Many insurers use outdated IT systems that cannot handle large datasets. Migrating analytics to the cloud is the preferred approach, but gaps between old and new systems must be carefully managed during the transition.
APIs now allow legacy systems to exchange data with cloud platforms. But, workflows often need redesigning to leverage analytic insights.
There is a huge demand for data scientists and AI experts in many industries. Insurance companies find it equally hard to compete for this talent due to lower salaries than tech firms.
Insurers are exploring partnerships with InsurTech startups, universities and specialist vendors to access analytics expertise. Competition for talent will remain fierce as AI transforms business.
AI algorithms can replicate and even amplify existing biases in data. For example, biases around risk linked to race, gender or profile.
To address this income, algorithms must be audited for bias before implementation. Ongoing analysis of model decisions is also critical to address unfair outcomes.
Insurers face complex regulations covering data privacy, pricing fairness and more. New big data approaches can conflict with traditional compliance thinking.
Open collaboration with regulators is required to update legislation for the big data era. Insurers also need robust frameworks to ensure compliance by design in analytics activities.
Many insurers are already seeing positive results from big data analytics:
US insurer Allstate has an analytics platform that holds trillion miles of driving data. Advanced analytics help uncover new risk indicators to improve pricing accuracy.
Allstate has also reduced home insurance fraud by 50% using big data. Link analysis detects connections between claimants that indicate organized fraud.
UK insurer Aviva uses IoT smart home data and AI to assess home insurance risks. Data on a home's temperature, security, and utilities usage helps with price policies. Aviva also provides tips to lower premiums, such as upgrading locks or insulation.
Algorithms dynamically reassess a property's risk rating daily based on the latest data, keeping risk profiles and pricing current.
US auto insurer Progressive has long been a pioneer in usage-based insurance. Its Snapshot program collects driving data with a plug-in device to personalize premiums based on actual driving behavior. Now includes vehicle data such as location, acceleration, and speed.
Improved telematics collect more sensor braking patterns. This allows extremely accurate underwriting and personalized pricing.

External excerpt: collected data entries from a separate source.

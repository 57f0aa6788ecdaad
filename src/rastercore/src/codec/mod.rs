// This file is part of rastercore.
// Copyright (C) 2024 the rastercore authors
//
// rastercore is free software: you can redistribute it and/or modify
// it under the terms of the GNU General Public License as published by
// the Free Software Foundation, either version 3 of the License, or
// (at your option) any later version.
//
// rastercore is distributed in the hope that it will be useful,
// but WITHOUT ANY WARRANTY; without even the implied warranty of
// MERCHANTABILITY or FITNESS FOR A PARTICULAR PURPOSE.  See the
// GNU General Public License for more details.
//
// You should have received a copy of the GNU General Public License
// along with rastercore.  If not, see <https://www.gnu.org/licenses/>.


//! Persistence: run-length encoding, tile hierarchies, image files
//! and the tile swap file.

pub mod hierarchy;
pub mod imagefile;
pub mod rle;
pub mod swap;

use num_enum::{IntoPrimitive, TryFromPrimitive};

pub use hierarchy::{read_hierarchy, read_hierarchy_into, write_hierarchy};
pub use imagefile::{load_image, load_image_file, save_image, save_image_file, LoadedImage};
pub use swap::{SwapFile, SwappedTiles};

/// How tile blocks are stored
#[derive(Copy, Clone, Debug, Eq, PartialEq, IntoPrimitive, TryFromPrimitive)]
#[repr(u8)]
pub enum Compression {
    None = 0,
    Rle = 1,
}

#[derive(Copy, Clone, Debug, Eq, PartialEq)]
pub struct SaveOptions {
    pub compression: Compression,
}

impl Default for SaveOptions {
    fn default() -> Self {
        Self {
            compression: Compression::Rle,
        }
    }
}

impl SaveOptions {
    pub fn with_compression(mut self, compression: Compression) -> Self {
        self.compression = compression;
        self
    }
}

#[derive(Copy, Clone, Debug, Eq, PartialEq)]
pub struct LoadOptions {
    /// Share identical consecutive tiles instead of storing copies
    pub dedup_tiles: bool,
}

impl Default for LoadOptions {
    fn default() -> Self {
        Self { dedup_tiles: true }
    }
}

impl LoadOptions {
    pub fn with_dedup_tiles(mut self, dedup: bool) -> Self {
        self.dedup_tiles = dedup;
        self
    }
}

InsurTech startup Lemonade uses big data analytics to deliver personalized policies and handle bot-based claims. Applicants complete a chatbot risk assessment for accurate quotes. Policies are then digitally delivered in 90 seconds.
AI bots handle claims through user smartphones to process payments in 3 minutes. Document and social data analysis also detect potentially fraudulent claims for further investigation.
Chinese online insurer ZhongAn has an AI-based risk analysis platform holding 20 billion data points on 520 million customers. Data sources include online shopping sites, social media and banking partners.
Deep learning algorithms crunch this data to deliver customized policies covering flights, shipping, healthcare, cars and phones. Automatic fraud detection also occurs during claims.
The insurance industry already runs on data. Big data analytics now offers a step change in improving risk assessment accuracy and business efficiency.
Insurers slow to adopt will soon feel the impact from early movers reaping better profits through precision underwriting.
Looking ahead, the Internet of Things and the ever-expanding data universe will widen the gap further. Insurers best able to extract insights from this endless flow of information will win customers and drive future success.
So, while regulatory concerns, legacy systems and talent shortages pose challenges, expect to see big data analytics becoming integral to competitiveness. Companies combining rich data, AI-based analytics and a personalized customer experience will define the future of insurance.